Call Field, Wichita Falls, Texas
Dear Pat:
I have some spare time tonight, so will answer your letter that I received at Camp Dick.

I was transferred here the 31st of October, held, in detention five days as a precaution against influenza and started flying as soon as was released. A bunch of 50 cadets were sent here, and as this was a field for officers advanced training, we are the only cadets here.

We certainly get good treatment, lots of special privileges, good eats and fine quarters. The field is about five miles from Wichita Falls, and is connected with town by a trolley so we have no trouble getting to the city. The town people are very nice. They take us automobile riding (especially the girls) and invite us to Sunday dinner, dances and anything that will entertain us.

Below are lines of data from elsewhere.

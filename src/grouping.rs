//! Categorical grouping of bodies for selection menus.
//!
//! Buckets live bodies by [`BodyCategory`] in a fixed display order so
//! pickers can show planets, near-Earth objects, and the rest under
//! separate headings instead of one flat list.

use bevy::prelude::Entity;

use crate::body::CelestialBody;
use crate::types::BodyCategory;

/// Display order for category sections.
pub const CATEGORY_ORDER: [BodyCategory; 5] = [
    BodyCategory::Sun,
    BodyCategory::Planet,
    BodyCategory::NearEarthObject,
    BodyCategory::Custom,
    BodyCategory::Artificial,
];

/// One selectable entry within a category section.
#[derive(Clone, Debug, PartialEq, Eq)]
pub struct GroupEntry {
    pub entity: Entity,
    pub name: String,
}

/// Buckets bodies by category, in [`CATEGORY_ORDER`], preserving the
/// input order within each bucket. Empty categories are omitted.
pub fn group_by_category<'a>(
    bodies: impl IntoIterator<Item = (Entity, &'a CelestialBody)>,
) -> Vec<(BodyCategory, Vec<GroupEntry>)> {
    let mut buckets: Vec<(BodyCategory, Vec<GroupEntry>)> = CATEGORY_ORDER
        .iter()
        .map(|&category| (category, Vec::new()))
        .collect();

    for (entity, body) in bodies {
        if let Some((_, entries)) = buckets
            .iter_mut()
            .find(|(category, _)| *category == body.category)
        {
            entries.push(GroupEntry {
                entity,
                name: body.name.clone(),
            });
        }
    }

    buckets.retain(|(_, entries)| !entries.is_empty());
    buckets
}

#[cfg(test)]
mod tests {
    use super::*;
    use crate::data::{planets, sun};
    use bevy::prelude::World;

    fn spawn_all(world: &mut World) -> Vec<(Entity, CelestialBody)> {
        let mut records = vec![sun()];
        records.extend(planets());
        records
            .into_iter()
            .map(|record| {
                let entity = world.spawn_empty().id();
                (entity, CelestialBody::from_record(&record))
            })
            .collect()
    }

    #[test]
    fn test_groups_follow_category_order() {
        let mut world = World::new();
        let bodies = spawn_all(&mut world);
        let groups = group_by_category(bodies.iter().map(|(entity, body)| (*entity, body)));

        let categories: Vec<BodyCategory> = groups.iter().map(|(category, _)| *category).collect();
        assert_eq!(
            categories,
            vec![BodyCategory::Sun, BodyCategory::Planet],
            "empty categories must be omitted, the rest ordered"
        );
    }

    #[test]
    fn test_groups_preserve_input_order_within_a_bucket() {
        let mut world = World::new();
        let bodies = spawn_all(&mut world);
        let groups = group_by_category(bodies.iter().map(|(entity, body)| (*entity, body)));

        let (_, planet_entries) = groups
            .iter()
            .find(|(category, _)| *category == BodyCategory::Planet)
            .unwrap();
        let names: Vec<&str> = planet_entries
            .iter()
            .map(|entry| entry.name.as_str())
            .collect();
        assert_eq!(names[..3], ["Mercury", "Venus", "Earth"]);
        assert_eq!(planet_entries.len(), 8);
    }

    #[test]
    fn test_empty_input_yields_no_groups() {
        let groups = group_by_category(std::iter::empty());
        assert!(groups.is_empty());
    }
}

About this flying game, Pat it's the-only life. I've never had so much pure, unadulterated pleasure in all my born days as I have had in the short time that I've been here. We start flying at 6:45 a.m. Each instructor has four cadets to teach and they get about forty-five minutes in the air everyday that the weather permits. I've had seven and a half hours so far and when I get 12 hours, I think they will let me "solo" or fly alone. They have a rule here that no one can solo before he has had twelve hours duel training, regardless of how good he is. It surely is some sensation to get up there in the air and sail around or loop or sideslip. I feel just as safe in the "old ship" as I would running a Ford around on the ground. The hardest part is landing for when a fellow "cuts the gun" and "noses her over", the ground comes up to meet him in a hurry, and he must level off at the right time so as not to drop ten or fifteen feet or run the nose into the ground. The latter is sometimes dangerous.

Today our commanding officer called us up to the assembly room and Read a telegram he had received from Washington. It was to the effect that all the cadets who so desired might be discharged to civil life or continue their training until it was completed, then being discharged, given a commission, and placed on the reserve list. About thirty five out of the fifty put in application for discharge, but I think I'll see the old game through, now that I've put in six months, and then mostly for the pleasure I get out of it I don't know as it will be any opportunity to benefit my future, for there will be at least 10,000 aviators turned loose and any commercial proposition will be taken up instantly, so all I can hope for is the satisfaction I get in flying and knowing how to fly. The only thing I'm sorry about is that I didn't enlist as a "doughboy" and go to France. I can't see where I've done anything to help win the war, and I feel like a slacker.

Well, Pat I'll have to go to bed. We have to have eight hours of sleep, before flying the next day, so I'll have to start pushing the pillow into my ear, so it will have been there eight hours by the time I get up (5:15) tomorrow morning. Let me hear from you when you have time.